Among the entries below, count the lines that contain the word "single". Respond with the count only.

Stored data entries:
+--

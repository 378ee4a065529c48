//! Watermarks and stamps
//!
//! A watermark is drawn behind the page content, a stamp on top of it. Both
//! are emitted as a form XObject tagged with an optional content group and
//! invoked from the page content stream inside a marked-content artifact
//! block, which is what `detect_watermarks` and `remove_watermarks` look for.

pub mod apply;
pub mod content;
pub mod geometry;
pub mod metrics;

use std::collections::{BTreeMap, HashMap};
use std::fmt;
use lopdf::{ObjectId, Stream};
use crate::context::Context;
use crate::layout::{Anchor, Rectangle};
use crate::xref::{IntSet, ObjectNumber};
use self::metrics::{FontMetrics, StandardMetrics};

pub use apply::{
    add_watermarks, add_watermarks_to_file, detect_watermarks, has_watermarks, remove_watermarks,
    remove_watermarks_from_file, BatchReport,
};
pub use geometry::Matrix;

/// Direction of a diagonal overlay
#[derive(Debug, Clone, Copy, PartialEq, Eq, Default)]
pub enum Diagonal {
    #[default]
    LowerLeftToUpperRight,
    UpperLeftToLowerRight,
}

/// Rotation of the overlay: an explicit angle or one derived from the page diagonal
#[derive(Debug, Clone, Copy, PartialEq)]
pub enum Orientation {
    /// Degrees in [-180, 180]
    Rotation(f64),
    Diagonal(Diagonal),
}

impl Default for Orientation {
    fn default() -> Self {
        Orientation::Diagonal(Diagonal::default())
    }
}

/// Text render mode (`Tr` operand)
#[derive(Debug, Clone, Copy, PartialEq, Eq, Default)]
pub enum RenderMode {
    #[default]
    Fill = 0,
    Stroke = 1,
    FillAndStroke = 2,
}

/// RGB color with components in [0, 1]
#[derive(Debug, Clone, Copy, PartialEq)]
pub struct SimpleColor {
    pub r: f32,
    pub g: f32,
    pub b: f32,
}

impl SimpleColor {
    pub const fn new(r: f32, g: f32, b: f32) -> Self {
        Self { r, g, b }
    }

    pub const GRAY: SimpleColor = SimpleColor::new(0.5, 0.5, 0.5);
}

impl fmt::Display for SimpleColor {
    fn fmt(&self, f: &mut fmt::Formatter<'_>) -> fmt::Result {
        write!(f, "r={:.1} g={:.1} b={:.1}", self.r, self.g, self.b)
    }
}

/// Text overlay settings
#[derive(Debug, Clone, PartialEq)]
pub struct TextOverlay {
    pub lines: Vec<String>,
    pub font_name: String,
    pub font_size: i64,
    pub color: SimpleColor,
    pub render_mode: RenderMode,
}

/// What gets drawn
#[derive(Debug, Clone)]
pub enum Overlay {
    Text(TextOverlay),
    /// An encoded image XObject stream and its pixel dimensions
    Image { xobject: Stream, width: u32, height: u32 },
    /// A page of another document; page 0 maps donor page `min(i, count)` onto page `i`
    Pdf { donor: Box<Context>, page: usize },
}

/// Content and migrated resources of one donor page
#[derive(Debug, Clone)]
pub(crate) struct DonorPage {
    pub content: Vec<u8>,
    pub resources: ObjectId,
    pub width: f64,
    pub height: f64,
}

/// Form cache key: the bounding box bit patterns
#[derive(Debug, Clone, Copy, PartialEq, Eq, Hash)]
pub(crate) struct FormKey([u64; 4]);

impl From<&Rectangle> for FormKey {
    fn from(r: &Rectangle) -> Self {
        FormKey([r.ll.x.to_bits(), r.ll.y.to_bits(), r.ur.x.to_bits(), r.ur.y.to_bits()])
    }
}

/// Resource names a patched content stream refers to
#[derive(Debug, Clone, PartialEq, Eq)]
pub(crate) struct ResourceNames {
    pub ext_gstate: String,
    pub form: String,
}

/// Overlay configuration plus the state of one application session
pub struct Watermark {
    pub overlay: Overlay,
    /// Stamp (drawn over the content) rather than watermark (drawn under it)
    pub on_top: bool,
    /// Remove an existing watermark from each page before applying
    pub update: bool,
    pub anchor: Anchor,
    pub dx: f64,
    pub dy: f64,
    orientation: Orientation,
    pub opacity: f64,
    pub scale: f64,
    /// Scale relative to the natural size rather than to the page
    pub scale_abs: bool,

    // current page
    pub(crate) bb: Rectangle,
    pub(crate) vp: Rectangle,
    pub(crate) page_rotation: i64,
    pub(crate) scaled_font_size: i64,

    // session
    pub(crate) ocg: Option<ObjectId>,
    pub(crate) ext_gstate: Option<ObjectId>,
    pub(crate) font: Option<ObjectId>,
    pub(crate) image: Option<ObjectId>,
    pub(crate) form_cache: HashMap<FormKey, ObjectId>,
    pub(crate) donor_pages: BTreeMap<usize, DonorPage>,
    pub(crate) applied: IntSet,
    pub(crate) applied_names: BTreeMap<ObjectNumber, ResourceNames>,

    metrics: Box<dyn FontMetrics>,
}

impl Watermark {
    /// Overlay with default placement
    pub fn new(overlay: Overlay, on_top: bool) -> Self {
        Self {
            overlay,
            on_top,
            update: false,
            anchor: Anchor::Center,
            dx: 0.0,
            dy: 0.0,
            orientation: Orientation::default(),
            opacity: 1.0,
            scale: 0.5,
            scale_abs: false,
            bb: Rectangle::default(),
            vp: Rectangle::default(),
            page_rotation: 0,
            scaled_font_size: 0,
            ocg: None,
            ext_gstate: None,
            font: None,
            image: None,
            form_cache: HashMap::new(),
            donor_pages: BTreeMap::new(),
            applied: IntSet::new(),
            applied_names: BTreeMap::new(),
            metrics: Box::new(StandardMetrics),
        }
    }

    /// Text overlay; `\n` (escaped or literal) separates lines
    pub fn text(text: &str, on_top: bool) -> Self {
        let lines = text
            .split("\\n")
            .flat_map(|part| part.split('\n'))
            .filter(|l| !l.is_empty())
            .map(String::from)
            .collect();

        Self::new(
            Overlay::Text(TextOverlay {
                lines,
                font_name: "Helvetica".to_string(),
                font_size: 24,
                color: SimpleColor::GRAY,
                render_mode: RenderMode::Fill,
            }),
            on_top,
        )
    }

    /// Image overlay from an already encoded image XObject
    pub fn image(xobject: Stream, width: u32, height: u32, on_top: bool) -> Self {
        Self::new(Overlay::Image { xobject, width, height }, on_top)
    }

    /// Overlay taken from page `page` of `donor` (0 = one donor page per destination page)
    pub fn pdf(donor: Context, page: usize, on_top: bool) -> Self {
        Self::new(Overlay::Pdf { donor: Box::new(donor), page }, on_top)
    }

    /// Replace the glyph metrics used for text overlays
    pub fn with_metrics(mut self, metrics: Box<dyn FontMetrics>) -> Self {
        self.metrics = metrics;
        self
    }

    pub fn metrics(&self) -> &dyn FontMetrics {
        self.metrics.as_ref()
    }

    pub fn orientation(&self) -> Orientation {
        self.orientation
    }

    /// Rotate by an explicit angle, clearing diagonal mode
    pub fn set_rotation(&mut self, degrees: f64) {
        self.orientation = Orientation::Rotation(degrees);
    }

    /// Align with a page diagonal, clearing any explicit angle
    pub fn set_diagonal(&mut self, diagonal: Diagonal) {
        self.orientation = Orientation::Diagonal(diagonal);
    }

    pub fn text_overlay(&self) -> Option<&TextOverlay> {
        match &self.overlay {
            Overlay::Text(t) => Some(t),
            _ => None,
        }
    }

    pub fn text_overlay_mut(&mut self) -> Option<&mut TextOverlay> {
        match &mut self.overlay {
            Overlay::Text(t) => Some(t),
            _ => None,
        }
    }

    pub fn is_text(&self) -> bool {
        matches!(self.overlay, Overlay::Text(_))
    }

    pub fn is_image(&self) -> bool {
        matches!(self.overlay, Overlay::Image { .. })
    }

    pub fn is_pdf(&self) -> bool {
        matches!(self.overlay, Overlay::Pdf { .. })
    }

    /// PDF overlay mapping a separate donor page onto each page
    pub fn multi_stamp(&self) -> bool {
        matches!(self.overlay, Overlay::Pdf { page: 0, .. })
    }

    /// Forms built for this overlay can be shared between pages with equal geometry
    pub(crate) fn cached_form(&self) -> bool {
        !self.multi_stamp()
    }

    /// Donor page used for destination page `page_nr`
    pub(crate) fn donor_page_nr(&self, page_nr: usize) -> usize {
        match &self.overlay {
            Overlay::Pdf { page: 0, .. } => page_nr.min(self.donor_pages.len()),
            Overlay::Pdf { page, .. } => *page,
            _ => 0,
        }
    }

    /// Forget the objects created in a previous document
    pub fn reset_session(&mut self) {
        self.ocg = None;
        self.ext_gstate = None;
        self.font = None;
        self.image = None;
        self.form_cache.clear();
        self.donor_pages.clear();
        self.applied.clear();
        self.applied_names.clear();
    }

    /// Object numbers of content streams patched in this session
    pub fn applied_objects(&self) -> &IntSet {
        &self.applied
    }

    /// Bounding box computed for the most recent page
    pub fn bounding_box(&self) -> Rectangle {
        self.bb
    }

    /// "stamp" or "watermark"
    pub fn mode_name(&self) -> &'static str {
        if self.on_top {
            "stamp"
        } else {
            "watermark"
        }
    }

    pub fn kind_name(&self) -> &'static str {
        match self.overlay {
            Overlay::Text(_) => "text",
            Overlay::Image { .. } => "image",
            Overlay::Pdf { .. } => "pdf",
        }
    }
}

impl fmt::Debug for Watermark {
    fn fmt(&self, f: &mut fmt::Formatter<'_>) -> fmt::Result {
        f.debug_struct("Watermark")
            .field("kind", &self.kind_name())
            .field("on_top", &self.on_top)
            .field("update", &self.update)
            .field("anchor", &self.anchor)
            .field("offset", &(self.dx, self.dy))
            .field("orientation", &self.orientation)
            .field("opacity", &self.opacity)
            .field("scale", &self.scale)
            .field("scale_abs", &self.scale_abs)
            .field("applied", &self.applied)
            .finish()
    }
}

impl fmt::Display for Watermark {
    fn fmt(&self, f: &mut fmt::Formatter<'_>) -> fmt::Result {
        write!(f, "{} {}", self.kind_name(), self.mode_name())?;
        if let Overlay::Text(t) = &self.overlay {
            write!(f, " {:?} ({} {}pt, {})", t.lines.join("\\n"), t.font_name, t.font_size, t.color)?;
        }
        let scale = if self.scale_abs { "abs" } else { "rel" };
        write!(
            f,
            ", {} offset ({:.0}, {:.0}), scale {:.2} {}, opacity {:.2}",
            self.anchor, self.dx, self.dy, self.scale, scale, self.opacity
        )?;
        match self.orientation {
            Orientation::Rotation(r) => write!(f, ", rotation {:.1}", r),
            Orientation::Diagonal(Diagonal::LowerLeftToUpperRight) => write!(f, ", diagonal ll-ur"),
            Orientation::Diagonal(Diagonal::UpperLeftToLowerRight) => write!(f, ", diagonal ul-lr"),
        }
    }
}

#[cfg(test)]
mod tests {
    use super::*;

    #[test]
    fn test_text_defaults() {
        let wm = Watermark::text("Draft\\nConfidential", false);
        let t = wm.text_overlay().unwrap();
        assert_eq!(t.lines, vec!["Draft", "Confidential"]);
        assert_eq!(t.font_name, "Helvetica");
        assert_eq!(t.font_size, 24);
        assert_eq!(t.color, SimpleColor::GRAY);
        assert_eq!(wm.anchor, Anchor::Center);
        assert_eq!(wm.scale, 0.5);
        assert!(!wm.scale_abs);
        assert_eq!(wm.opacity, 1.0);
        assert_eq!(wm.orientation(), Orientation::Diagonal(Diagonal::LowerLeftToUpperRight));
        assert_eq!(wm.mode_name(), "watermark");
    }

    #[test]
    fn test_empty_lines_dropped() {
        let wm = Watermark::text("a\n\nb\\n", true);
        assert_eq!(wm.text_overlay().unwrap().lines, vec!["a", "b"]);
    }

    #[test]
    fn test_rotation_and_diagonal_exclusive() {
        let mut wm = Watermark::text("x", true);
        wm.set_rotation(30.0);
        assert_eq!(wm.orientation(), Orientation::Rotation(30.0));
        wm.set_diagonal(Diagonal::UpperLeftToLowerRight);
        assert_eq!(wm.orientation(), Orientation::Diagonal(Diagonal::UpperLeftToLowerRight));
    }

    #[test]
    fn test_multi_stamp_donor_page() {
        let mut wm = Watermark::pdf(Context::new(), 0, true);
        assert!(wm.multi_stamp());
        assert!(!wm.cached_form());
        for n in 1..=3 {
            wm.donor_pages.insert(
                n,
                DonorPage { content: Vec::new(), resources: (1, 0), width: 10.0, height: 10.0 },
            );
        }
        assert_eq!(wm.donor_page_nr(2), 2);
        assert_eq!(wm.donor_page_nr(7), 3);

        let single = Watermark::pdf(Context::new(), 2, true);
        assert!(single.cached_form());
        assert_eq!(single.donor_page_nr(9), 2);
    }
}
//! Image import: one new page per image

use std::fmt;
use std::fs;
use std::path::{Path, PathBuf};
use lopdf::{Dictionary, Object, ObjectId, Stream};
use crate::context::{load_context, save_context, Context};
use crate::error::{Error, Result};
use crate::filter::encode_stream;
use crate::layout::{lower_left_corner, Anchor, Dim, Rectangle};
use crate::object::{name, name_array};
use crate::watermark::geometry::scaled_box;

/// Page layout for imported images
#[derive(Debug, Clone, PartialEq)]
pub struct Import {
    /// Page dimensions in points (ignored for `Anchor::Full`)
    pub page_dim: Dim,
    /// Paper size name, empty when dimensions were given explicitly
    pub page_size: String,
    /// Destination resolution; 0 keeps one point per pixel
    pub dpi: u32,
    pub anchor: Anchor,
    pub dx: f64,
    pub dy: f64,
    pub scale: f64,
    pub scale_abs: bool,
}

impl Default for Import {
    fn default() -> Self {
        Self {
            page_dim: Dim::a4(),
            page_size: "A4".to_string(),
            dpi: 0,
            anchor: Anchor::Full,
            dx: 0.0,
            dy: 0.0,
            scale: 0.5,
            scale_abs: false,
        }
    }
}

impl fmt::Display for Import {
    fn fmt(&self, f: &mut fmt::Formatter<'_>) -> fmt::Result {
        let size = if self.page_size.is_empty() { "custom" } else { &self.page_size };
        write!(
            f,
            "page {} ({}), pos {}, offset {:.0}/{:.0}, scale {:.2} {}",
            size,
            self.page_dim,
            self.anchor,
            self.dx,
            self.dy,
            self.scale,
            if self.scale_abs { "absolute" } else { "relative" }
        )?;
        if self.dpi > 0 {
            write!(f, ", {} dpi", self.dpi)?;
        }
        Ok(())
    }
}

/// An encoded image XObject ready to be placed
#[derive(Debug, Clone)]
pub struct ImageSource {
    pub xobject: Stream,
    pub width: u32,
    pub height: u32,
}

/// Wrap JPEG bytes in a DCTDecode image XObject without re-encoding
pub fn jpeg_image(data: Vec<u8>) -> Result<ImageSource> {
    let (width, height, components) = jpeg_dimensions(&data)?;
    let color_space = match components {
        1 => "DeviceGray",
        3 => "DeviceRGB",
        4 => "DeviceCMYK",
        n => return Err(Error::General(format!("JPEG with {} color components is unsupported", n))),
    };

    let mut dict = Dictionary::new();
    dict.set("Type", name("XObject"));
    dict.set("Subtype", name("Image"));
    dict.set("Width", Object::Integer(width as i64));
    dict.set("Height", Object::Integer(height as i64));
    dict.set("ColorSpace", name(color_space));
    dict.set("BitsPerComponent", Object::Integer(8));
    dict.set("Filter", name("DCTDecode"));
    dict.set("Length", Object::Integer(data.len() as i64));

    let xobject = Stream {
        dict,
        content: data,
        allows_compression: false,
        start_position: None,
    };
    Ok(ImageSource { xobject, width, height })
}

/// Read an image file; only JPEG is supported
pub fn read_image(path: &Path) -> Result<ImageSource> {
    if !path.exists() {
        return Err(Error::FileNotFound(path.to_path_buf()));
    }
    jpeg_image(fs::read(path)?)
}

/// `(width, height, components)` from the first start-of-frame segment
fn jpeg_dimensions(data: &[u8]) -> Result<(u32, u32, u8)> {
    let bad = |msg: &str| Error::General(format!("invalid JPEG: {}", msg));

    if data.len() < 4 || data[0] != 0xFF || data[1] != 0xD8 {
        return Err(bad("missing SOI marker"));
    }

    let mut pos = 2;
    while pos + 4 <= data.len() {
        if data[pos] != 0xFF {
            return Err(bad("marker expected"));
        }
        let marker = data[pos + 1];
        // Fill bytes
        if marker == 0xFF {
            pos += 1;
            continue;
        }
        let len = u16::from_be_bytes([data[pos + 2], data[pos + 3]]) as usize;

        let is_sof = (0xC0..=0xCF).contains(&marker) && !matches!(marker, 0xC4 | 0xC8 | 0xCC);
        if is_sof {
            let seg = data.get(pos + 4..pos + 2 + len).ok_or_else(|| bad("truncated frame header"))?;
            if seg.len() < 6 {
                return Err(bad("truncated frame header"));
            }
            let height = u16::from_be_bytes([seg[1], seg[2]]) as u32;
            let width = u16::from_be_bytes([seg[3], seg[4]]) as u32;
            if width == 0 || height == 0 {
                return Err(bad("zero image dimension"));
            }
            return Ok((width, height, seg[5]));
        }
        if marker == 0xDA {
            break;
        }
        pos += 2 + len;
    }
    Err(bad("no frame header"))
}

/// Content stream bytes drawing `/Im0` on a page of size `page_dim`
pub fn import_image_content(page_dim: Dim, img_width: f64, img_height: f64, imp: &Import) -> Vec<u8> {
    let (vpw, vph) = (page_dim.width, page_dim.height);

    if imp.anchor == Anchor::Full {
        return format!("q {:.6} 0 0 {:.6} 0 0 cm /Im0 Do Q", vpw, vph).into_bytes();
    }

    let (mut w, mut h) = (img_width, img_height);
    if imp.dpi > 0 {
        w *= 72.0 / imp.dpi as f64;
        h *= 72.0 / imp.dpi as f64;
    }

    let bb = scaled_box(w, h, imp.scale, imp.scale_abs, &Rectangle::for_dim(vpw, vph));
    let ll = lower_left_corner(vpw, vph, bb.width(), bb.height(), imp.anchor);

    format!(
        "q {:.2} {:.2} {:.2} {:.2} {:.2} {:.2} cm /Im0 Do Q",
        bb.width(),
        0.0,
        0.0,
        bb.height(),
        ll.x + imp.dx,
        ll.y + imp.dy
    )
    .into_bytes()
}

/// Create a page showing `image` as a child of `parent`. The page is not linked into the tree.
pub fn new_page_for_image(ctx: &mut Context, image: ImageSource, parent: ObjectId, imp: &Import) -> Result<ObjectId> {
    let (w, h) = (image.width as f64, image.height as f64);
    let image_id = ctx.table.allocate(Object::Stream(image.xobject));

    let mut xobjects = Dictionary::new();
    xobjects.set("Im0", Object::Reference(image_id));
    let mut resources = Dictionary::new();
    resources.set("ProcSet", name_array(&["PDF", "ImageB", "ImageC", "ImageI"]));
    resources.set("XObject", Object::Dictionary(xobjects));
    let resources_id = ctx.table.allocate(Object::Dictionary(resources));

    let dim = if imp.anchor == Anchor::Full { Dim::new(w, h) } else { imp.page_dim };

    let mut contents_dict = Dictionary::new();
    contents_dict.set("Filter", name("FlateDecode"));
    let mut contents = Stream {
        dict: contents_dict,
        content: Vec::new(),
        allows_compression: false,
        start_position: None,
    };
    encode_stream(&mut contents, import_image_content(dim, w, h, imp))?;
    let contents_id = ctx.table.allocate(Object::Stream(contents));

    let mut page = Dictionary::new();
    page.set("Type", name("Page"));
    page.set("Parent", Object::Reference(parent));
    page.set("MediaBox", Rectangle::for_dim(dim.width, dim.height).to_object());
    page.set("Resources", Object::Reference(resources_id));
    page.set("Contents", Object::Reference(contents_id));
    Ok(ctx.table.allocate(Object::Dictionary(page)))
}

/// Append one page per image to the end of the document
pub fn import_images(ctx: &mut Context, images: Vec<ImageSource>, imp: &Import) -> Result<Vec<ObjectId>> {
    let parent = ctx.pages_root()?;
    let mut pages = Vec::with_capacity(images.len());

    for image in images {
        let (w, h) = (image.width, image.height);
        let page = new_page_for_image(ctx, image, parent, imp)?;
        ctx.append_to_page_tree(page, 1)?;
        ctx.page_count += 1;
        log::debug!("imported {}x{} image as page {}", w, h, ctx.page_count);
        pages.push(page);
    }

    Ok(pages)
}

/// Import image files into `input` (or a new document) and write the result to `output`
pub fn import_images_to_file(input: Option<&Path>, images: &[PathBuf], output: &Path, imp: &Import) -> Result<()> {
    if images.is_empty() {
        return Err(Error::General("No image files provided".to_string()));
    }

    let mut ctx = match input {
        Some(path) => load_context(path)?,
        None => Context::new(),
    };

    let sources = images.iter().map(|p| read_image(p)).collect::<Result<Vec<_>>>()?;
    import_images(&mut ctx, sources, imp)?;
    log::info!("imported {} image(s): {}", images.len(), imp);

    save_context(ctx, output)
}

#[cfg(test)]
mod tests {
    use super::*;
    use crate::filter::decode_stream;

    /// Minimal JPEG header: SOI, an APP0 segment and a baseline SOF0
    fn jpeg_bytes(width: u16, height: u16, components: u8) -> Vec<u8> {
        let mut data = vec![0xFF, 0xD8];
        data.extend_from_slice(&[0xFF, 0xE0, 0x00, 0x04, 0x00, 0x00]);
        data.extend_from_slice(&[0xFF, 0xC0, 0x00, 0x0B, 0x08]);
        data.extend_from_slice(&height.to_be_bytes());
        data.extend_from_slice(&width.to_be_bytes());
        data.extend_from_slice(&[components, 0x01, 0x11, 0x00]);
        data.extend_from_slice(&[0xFF, 0xD9]);
        data
    }

    fn content_str(ctx: &Context, page: ObjectId) -> String {
        let dict = ctx.table.resolve(page).unwrap().as_dict().unwrap();
        let id = dict.get(b"Contents").unwrap().as_reference().unwrap();
        let Object::Stream(s) = ctx.table.resolve(id).unwrap() else { panic!("contents is not a stream") };
        String::from_utf8(decode_stream(s).unwrap()).unwrap()
    }

    #[test]
    fn test_jpeg_header() {
        let img = jpeg_image(jpeg_bytes(640, 480, 3)).unwrap();
        assert_eq!((img.width, img.height), (640, 480));
        assert!(matches!(img.xobject.dict.get(b"ColorSpace"), Ok(Object::Name(n)) if n == b"DeviceRGB"));
        assert!(matches!(img.xobject.dict.get(b"Filter"), Ok(Object::Name(n)) if n == b"DCTDecode"));

        assert!(jpeg_image(b"\x89PNG".to_vec()).is_err());
        assert!(jpeg_image(jpeg_bytes(1, 1, 2)).is_err());
    }

    #[test]
    fn test_full_page_content() {
        let content = import_image_content(Dim::new(640.0, 480.0), 640.0, 480.0, &Import::default());
        assert_eq!(
            String::from_utf8(content).unwrap(),
            "q 640.000000 0 0 480.000000 0 0 cm /Im0 Do Q"
        );
    }

    #[test]
    fn test_anchored_content() {
        let imp = Import {
            anchor: Anchor::BottomLeft,
            dx: 10.0,
            dy: 20.0,
            ..Import::default()
        };
        let content = import_image_content(Dim::a4(), 200.0, 100.0, &imp);
        assert_eq!(
            String::from_utf8(content).unwrap(),
            "q 297.50 0.00 0.00 148.75 10.00 20.00 cm /Im0 Do Q"
        );
    }

    #[test]
    fn test_dpi_and_absolute_scale() {
        let imp = Import {
            anchor: Anchor::TopLeft,
            dpi: 144,
            scale: 1.0,
            scale_abs: true,
            ..Import::default()
        };
        let content = import_image_content(Dim::a4(), 300.0, 150.0, &imp);
        assert_eq!(
            String::from_utf8(content).unwrap(),
            "q 150.00 0.00 0.00 75.00 0.00 767.00 cm /Im0 Do Q"
        );
    }

    #[test]
    fn test_import_appends_pages() {
        let mut ctx = Context::new();
        let images = vec![
            jpeg_image(jpeg_bytes(100, 50, 1)).unwrap(),
            jpeg_image(jpeg_bytes(30, 60, 3)).unwrap(),
        ];
        let pages = import_images(&mut ctx, images, &Import::default()).unwrap();
        assert_eq!(pages.len(), 2);
        assert_eq!(ctx.page_count, 2);

        let listed = ctx.pages().unwrap();
        assert_eq!(listed.len(), 2);
        assert_eq!(listed[0].id, pages[0]);

        // Full pages take the image size
        let mb = listed[0].attrs.media_box.unwrap();
        assert_eq!((mb.width(), mb.height()), (100.0, 50.0));
        assert_eq!(content_str(&ctx, pages[1]), "q 30.000000 0 0 60.000000 0 0 cm /Im0 Do Q");

        let root = ctx.pages_root().unwrap();
        let count = ctx.table.resolve(root).unwrap().as_dict().unwrap().get(b"Count").unwrap().as_i64().unwrap();
        assert_eq!(count, 2);
    }

    #[test]
    fn test_import_on_paper_size() {
        let mut ctx = Context::new();
        let imp = Import {
            anchor: Anchor::Center,
            ..Import::default()
        };
        let pages = import_images(&mut ctx, vec![jpeg_image(jpeg_bytes(100, 100, 3)).unwrap()], &imp).unwrap();

        let page = ctx.page(1).unwrap();
        assert_eq!(page.id, pages[0]);
        let mb = page.attrs.media_box.unwrap();
        assert_eq!((mb.width(), mb.height()), (595.0, 842.0));
        assert!(content_str(&ctx, pages[0]).starts_with("q 297.50 0.00 0.00 297.50 "));
    }
}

+--

WRITTEN RESPONSE -
3